Any kind of marketing at all is suspicious to some of us. Men’s insecurities are targeted by Cialis, their vanity by the-more-blades-the-better Gillette, but the blatant efforts being made in the wine world to pitch product directly to women seem especially insidious. Perhaps it’s a legitimate way to reshape a market in which, despite the fact that women buy most of the wine consumed, the product is nevertheless one largely controlled by men. But given the category’s emphasis on glittery, over-the-top labels and the implication that the contents are fun, often sweet, and in no way complex, forgive me if I don’t think so. Women are also said to have better palates.

A stroll down the wine aisles at World Market or most H-E-Bs is an eye-opener. Bottles of Italian Petalo Moscato, a blowsy rose on the label, cohabit happily with Sweet Bliss sweet red wine sporting a stemmed cherry erotically dripping chocolate. Even Central Market isn’t immune. Here, Sofia Coppola’s Sofia, a pink sparkler packaged in a four-pack of juice cans, complete with a built-in straw, flies off the shelves. (“They’re popular for indulging yourself while getting a mani-pedi,” admitted wine manager Heidi Holcomb. Sadly, I didn’t have one scheduled.) The 100-calorie Skinny Girl stood out at Gabriel’s Superstore.

The Skinny Girl product line was dreamed up by former Real Housewives personality Bethenny Frankel. Though Frankel sold the company, which also markets pre-mixed cocktails, in 2011, the Huffington Post recently called it “massively successful…one of the fastest-growing on the market.” A panel of both sexes gathered at the Current tasted the Skinny Girl White with these results: “This smells like a cheap wine,” “Not even re-run material,” “100 calories doesn’t sound that low…if there were a big difference, maybe.” (100 calories isn’t that low; an exemplary German Riesling would weigh in at just a few calories more per five-ounce glass.)

The 2011 Little Black Dress Divalicious White, a California blend of four white grapes plus 6 percent “other white,” fared only a little better: “I wouldn’t buy this but don’t actually dislike it,” “It’s a cookie wine,” “Maybe if I were going to watch You’ve Got Mail on mindless repeat…” Some detected a little green apple, but most agreed that “90 percent [of the target audience] would have no interest in what’s in the bottle; it’s all about branding.”

Another white, the non-vintage New Age, a blend of torrontés and sauvignon blanc from Argentina, might almost be picked up by an oblivious guy—or at least he wouldn’t be too embarrassed at the checkout stand. The image of a long-necked beauty is printed on the back of the back label and must be viewed through the bottle. Such subtleties did not extend to the wine itself. “Its carbonated edge [not mentioned on the label] seems accidental,” “Would be better as a cocktail or spritzer”—a suggestion that is made on the label.

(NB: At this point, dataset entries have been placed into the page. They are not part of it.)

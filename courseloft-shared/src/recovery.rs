/// Password-reset token lifecycle
///
/// Issues, resends, expires, and consumes reset tokens. Per user the token
/// moves through `NONE -> ACTIVE` on issuance, then either `-> CONSUMED ->
/// NONE` on a successful reset or `-> EXPIRED -> NONE` lazily, the next
/// time the record is read after its TTL elapsed. There is no background
/// sweep; expiry is detected opportunistically.
///
/// Rules the service guarantees:
///
/// - at most one token row per user (the store refuses a second insert)
/// - the token is generated exactly once and the same value is persisted
///   and mailed
/// - a token is single-use: it is deleted before the password write, so
///   the outcome of the write cannot resurrect it
/// - mail delivery is fire-and-forget: a send failure is logged, the
///   request still succeeds
use crate::auth::password::{self, PasswordError};
use crate::models::NewResetToken;
use crate::store::{ResetTokenStore, StoreError, UserStore};
use async_trait::async_trait;
use chrono::{Duration, Utc};
use rand::rngs::OsRng;
use rand::RngCore;
use std::sync::Arc;

/// Canonical reset-token TTL
pub const DEFAULT_RESET_TTL_MINUTES: i64 = 15;

/// Raw entropy per token before hex encoding
pub const RESET_TOKEN_BYTES: usize = 32;

/// Error type for the reset lifecycle
#[derive(Debug, thiserror::Error)]
pub enum RecoveryError {
    /// No account for the given email
    #[error("user not found")]
    UserNotFound,

    /// No token record matches the given value
    #[error("reset token not found")]
    TokenNotFound,

    /// The token passed its TTL; the caller must start over
    #[error("reset token expired, make the process again")]
    TokenExpired,

    /// Hashing the replacement password failed
    #[error(transparent)]
    Hash(#[from] PasswordError),

    /// The backing store failed
    #[error(transparent)]
    Store(#[from] StoreError),
}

The only purposefully spritzy wine in the lineup was a sparkling Italian rosé, prettily packaged in pink with bunches of bubbles. Iconoclastic Washington state winemaker Charles Smith makes Secco with “two Italian sisters”—but it didn’t rock the boat: “Avril Lavigne would drink it,” “It has a Sweet 16 look,” “It seems flat”…Yet there were mild dissenters of the “It’s the least bad wine so far” sort.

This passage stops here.